Collected data
== Segment start ==
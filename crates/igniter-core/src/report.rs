//! Container-scoped accumulator of condition outcomes.

use std::sync::Mutex;

use crate::condition::ConditionKind;
use crate::outcome::ConditionOutcome;

/// Append-only log of condition evaluations, for diagnostics.
///
/// One report is created per container by the host and passed explicitly
/// into every evaluation; it lives for the lifetime of that container. The
/// interior mutex only exists so a single handle can be shared during
/// bootstrap; resolution itself runs on one thread.
#[derive(Debug, Default)]
pub struct EvaluationReport {
    entries: Mutex<Vec<ReportEntry>>,
}

#[derive(Debug, Clone)]
struct ReportEntry {
    source: String,
    outcomes: Vec<(ConditionKind, ConditionOutcome)>,
}

impl EvaluationReport {
    pub fn new() -> Self {
        Self::default()
    }

    /// Records one evaluation under the given source identifier.
    pub fn record(&self, source: &str, kind: ConditionKind, outcome: ConditionOutcome) {
        let mut entries = self.lock();
        match entries.iter_mut().find(|entry| entry.source == source) {
            Some(entry) => entry.outcomes.push((kind, outcome)),
            None => entries.push(ReportEntry {
                source: source.to_owned(),
                outcomes: vec![(kind, outcome)],
            }),
        }
    }

    /// Returns the outcomes recorded for one source, in recording order.
    pub fn outcomes_for(&self, source: &str) -> Vec<(ConditionKind, ConditionOutcome)> {
        self.lock()
            .iter()
            .find(|entry| entry.source == source)
            .map(|entry| entry.outcomes.clone())
            .unwrap_or_default()
    }

    /// Returns every source that has at least one recorded outcome, in
    /// first-recording order.
    pub fn sources(&self) -> Vec<String> {
        self.lock()
            .iter()
            .map(|entry| entry.source.clone())
            .collect()
    }

    /// Snapshot of the whole report for rendering front-ends.
    pub fn snapshot(&self) -> Vec<(String, Vec<(ConditionKind, ConditionOutcome)>)> {
        self.lock()
            .iter()
            .map(|entry| (entry.source.clone(), entry.outcomes.clone()))
            .collect()
    }

    fn lock(&self) -> std::sync::MutexGuard<'_, Vec<ReportEntry>> {
        // A panic while holding the lock leaves the data intact.
        self.entries
            .lock()
            .unwrap_or_else(std::sync::PoisonError::into_inner)
    }
}

#[cfg(test)]
mod tests {
    use super::*;
    use crate::outcome::ConditionMessage;

    #[test]
    fn records_in_order_per_source() {
        let report = EvaluationReport::new();
        report.record(
            "unit-a",
            ConditionKind::RuntimeVersion,
            ConditionOutcome::matched(ConditionMessage::empty()),
        );
        report.record(
            "unit-a",
            ConditionKind::PropertyValue,
            ConditionOutcome::no_match(ConditionMessage::of("nope")),
        );
        report.record(
            "unit-b",
            ConditionKind::ResourcePresence,
            ConditionOutcome::matched(ConditionMessage::empty()),
        );

        let outcomes = report.outcomes_for("unit-a");
        assert_eq!(outcomes.len(), 2);
        assert_eq!(outcomes[0].0, ConditionKind::RuntimeVersion);
        assert!(outcomes[0].1.is_match());
        assert_eq!(outcomes[1].0, ConditionKind::PropertyValue);
        assert!(!outcomes[1].1.is_match());

        assert_eq!(report.sources(), vec!["unit-a", "unit-b"]);
    }

    #[test]
    fn unknown_source_is_empty() {
        let report = EvaluationReport::new();
        assert!(report.outcomes_for("missing").is_empty());
    }
}
//! Declarative per-unit attributes.
//!
//! Attributes are produced by an out-of-scope front-end parser and consumed
//! here as plain immutable structs; the engine never inspects how they were
//! built.

use std::collections::HashMap;

use crate::condition::Condition;
use crate::unit::UnitId;

/// Declared facts about one configuration unit.
#[derive(Debug, Clone, Default)]
pub struct UnitAttributes {
    /// Units that must activate before this one ("activate-after" targets).
    pub activate_after: Vec<UnitId>,
    /// Units this one should precede. Declared surface only; the shipped
    /// ordering pass does not consult it.
    pub activate_before: Vec<UnitId>,
    /// Conditions that must all match for the unit to be registered.
    pub conditions: Vec<Condition>,
}

impl UnitAttributes {
    pub fn new() -> Self {
        Self::default()
    }

    pub fn with_activate_after(mut self, targets: impl IntoIterator<Item = UnitId>) -> Self {
        self.activate_after.extend(targets);
        self
    }

    pub fn with_activate_before(mut self, targets: impl IntoIterator<Item = UnitId>) -> Self {
        self.activate_before.extend(targets);
        self
    }

    pub fn with_condition(mut self, condition: Condition) -> Self {
        self.conditions.push(condition);
        self
    }
}

/// Lookup of declared attributes by unit identifier.
#[derive(Debug, Clone, Default)]
pub struct AttributeCatalog {
    entries: HashMap<UnitId, UnitAttributes>,
}

impl AttributeCatalog {
    pub fn new() -> Self {
        Self::default()
    }

    pub fn insert(&mut self, id: UnitId, attributes: UnitAttributes) {
        self.entries.insert(id, attributes);
    }

    pub fn get(&self, id: &UnitId) -> Option<&UnitAttributes> {
        self.entries.get(id)
    }

    /// The declared "activate-after" targets for a unit; empty when the unit
    /// has no attributes.
    pub fn activate_after(&self, id: &UnitId) -> &[UnitId] {
        self.entries
            .get(id)
            .map(|attrs| attrs.activate_after.as_slice())
            .unwrap_or_default()
    }

    /// The declared conditions for a unit; empty when the unit has none.
    pub fn conditions(&self, id: &UnitId) -> &[Condition] {
        self.entries
            .get(id)
            .map(|attrs| attrs.conditions.as_slice())
            .unwrap_or_default()
    }
}

impl FromIterator<(UnitId, UnitAttributes)> for AttributeCatalog {
    fn from_iter<I: IntoIterator<Item = (UnitId, UnitAttributes)>>(iter: I) -> Self {
        Self {
            entries: iter.into_iter().collect(),
        }
    }
}
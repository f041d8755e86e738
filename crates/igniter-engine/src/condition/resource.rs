//! Resource presence condition.

use igniter_core::{ConditionKind, ConditionMessage, ConditionOutcome};

use crate::context::ResolutionContext;
use crate::error::Result;

/// Resolves every location's placeholders against the environment and
/// collects all that do not exist; matches only when none are missing.
///
/// An unresolvable placeholder is fatal, not a non-match.
pub(super) fn evaluate(context: &ResolutionContext, locations: &[String]) -> Result<ConditionOutcome> {
    let mut missing = Vec::new();
    for location in locations {
        let resolved = context.environment().resolve_placeholders(location)?;
        if !context.resources().exists(&resolved) {
            missing.push(resolved);
        }
    }
    if missing.is_empty() {
        Ok(ConditionOutcome::matched(
            ConditionMessage::for_condition(ConditionKind::ResourcePresence)
                .found("resources", locations),
        ))
    } else {
        Ok(ConditionOutcome::no_match(
            ConditionMessage::for_condition(ConditionKind::ResourcePresence)
                .did_not_find("resources", &missing),
        ))
    }
}
//! Property value condition.

use igniter_core::{ConditionKind, ConditionMessage, ConditionOutcome};

use crate::context::ResolutionContext;

/// Compares a configuration property against the expected values.
///
/// An empty expectation list only requires the property to be present with
/// any value; an absent property matches iff `match_if_missing`.
pub(super) fn evaluate(
    context: &ResolutionContext,
    name: &str,
    expected: &[String],
    match_if_missing: bool,
) -> ConditionOutcome {
    let builder = || ConditionMessage::for_condition(ConditionKind::PropertyValue);
    match context.environment().get(name) {
        None if match_if_missing => {
            ConditionOutcome::matched(builder().because(format!("property '{name}' absent")))
        }
        None => {
            ConditionOutcome::no_match(builder().did_not_find("property", [name]))
        }
        Some(value) if expected.is_empty() || expected.iter().any(|e| e == value) => {
            ConditionOutcome::matched(
                builder().because(format!("property '{name}' has value '{value}'")),
            )
        }
        Some(value) => ConditionOutcome::no_match(builder().because(format!(
            "property '{name}' has value '{value}', expected one of {expected:?}"
        ))),
    }
}
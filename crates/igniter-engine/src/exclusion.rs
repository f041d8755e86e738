//! Exclusion resolution and the master enable switch.

use std::sync::Arc;

use igniter_config::Environment;
use igniter_core::{ExclusionSet, TypePresenceOracle, UnitId};

use crate::error::{EngineError, Result};

/// Boolean property disabling resolution entirely when `false`.
pub const ENABLED_PROPERTY: &str = "igniter.enabled";

/// List property of additional unit identifiers to exclude.
pub const EXCLUDE_PROPERTY: &str = "igniter.exclude";

/// Computes the final exclude set from declared exclusions and the
/// environment.
#[derive(Debug)]
pub struct ExclusionResolver {
    environment: Arc<Environment>,
    types: Arc<dyn TypePresenceOracle>,
}

impl ExclusionResolver {
    pub fn new(environment: Arc<Environment>, types: Arc<dyn TypePresenceOracle>) -> Self {
        Self { environment, types }
    }

    /// Reads the master switch; defaults to enabled. A malformed value is
    /// fatal.
    pub fn is_enabled(&self) -> Result<bool> {
        Ok(self.environment.get_bool(ENABLED_PROPERTY, true)?)
    }

    /// Merges declared exclude names, declared exclude types, and the
    /// environment's exclude list.
    ///
    /// # Errors
    ///
    /// A declared exclude type unknown to the oracle is a fatal resolution
    /// failure.
    pub fn resolve(
        &self,
        declared_names: &[UnitId],
        declared_types: &[String],
    ) -> Result<ExclusionSet> {
        let mut excludes: ExclusionSet = declared_names.iter().cloned().collect();
        for type_name in declared_types {
            if !self.types.contains(type_name) {
                return Err(EngineError::UnknownExcludeType(type_name.clone()));
            }
            excludes.insert(UnitId::new(type_name.clone()));
        }
        excludes.extend(
            self.environment
                .get_list(EXCLUDE_PROPERTY)
                .into_iter()
                .map(UnitId::new),
        );
        Ok(excludes)
    }
}

#[cfg(test)]
mod tests {
    use super::*;
    use igniter_config::PropertySource;
    use igniter_core::StaticTypeRegistry;

    fn resolver(environment: Environment, types: StaticTypeRegistry) -> ExclusionResolver {
        ExclusionResolver::new(Arc::new(environment), Arc::new(types))
    }

    #[test]
    fn enabled_by_default() {
        let r = resolver(Environment::new(), StaticTypeRegistry::new());
        assert!(r.is_enabled().unwrap());
    }

    #[test]
    fn disabled_by_property() {
        let env = Environment::new().with_source(PropertySource::from_pairs(
            "test",
            [(ENABLED_PROPERTY, "false")],
        ));
        let r = resolver(env, StaticTypeRegistry::new());
        assert!(!r.is_enabled().unwrap());
    }

    #[test]
    fn malformed_switch_is_fatal() {
        let env = Environment::new().with_source(PropertySource::from_pairs(
            "test",
            [(ENABLED_PROPERTY, "maybe")],
        ));
        let r = resolver(env, StaticTypeRegistry::new());
        assert!(r.is_enabled().is_err());
    }

    #[test]
    fn merges_names_types_and_environment() {
        let env = Environment::new().with_source(PropertySource::from_pairs(
            "test",
            [(EXCLUDE_PROPERTY, "from-env")],
        ));
        let types: StaticTypeRegistry = ["typed-unit"].into_iter().collect();
        let r = resolver(env, types);

        let excludes = r
            .resolve(&[UnitId::from("by-name")], &["typed-unit".to_owned()])
            .unwrap();

        assert_eq!(excludes.len(), 3);
        assert!(excludes.contains(&UnitId::from("by-name")));
        assert!(excludes.contains(&UnitId::from("typed-unit")));
        assert!(excludes.contains(&UnitId::from("from-env")));
    }

    #[test]
    fn unknown_exclude_type_is_fatal() {
        let r = resolver(Environment::new(), StaticTypeRegistry::new());
        let err = r.resolve(&[], &["no-such-type".to_owned()]).unwrap_err();
        assert!(matches!(err, EngineError::UnknownExcludeType(name) if name == "no-such-type"));
    }
}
== Segment end ==
# EXERCISE AIM
In the entries above, find each line with the word "Item" and copy it.

# RESULT FOR THIS EXERCISE
    pub fn with_activate_after(mut self, targets: impl IntoIterator<Item = UnitId>) -> Self {
    pub fn with_activate_before(mut self, targets: impl IntoIterator<Item = UnitId>) -> Self {
    fn from_iter<I: IntoIterator<Item = (UnitId, UnitAttributes)>>(iter: I) -> Self {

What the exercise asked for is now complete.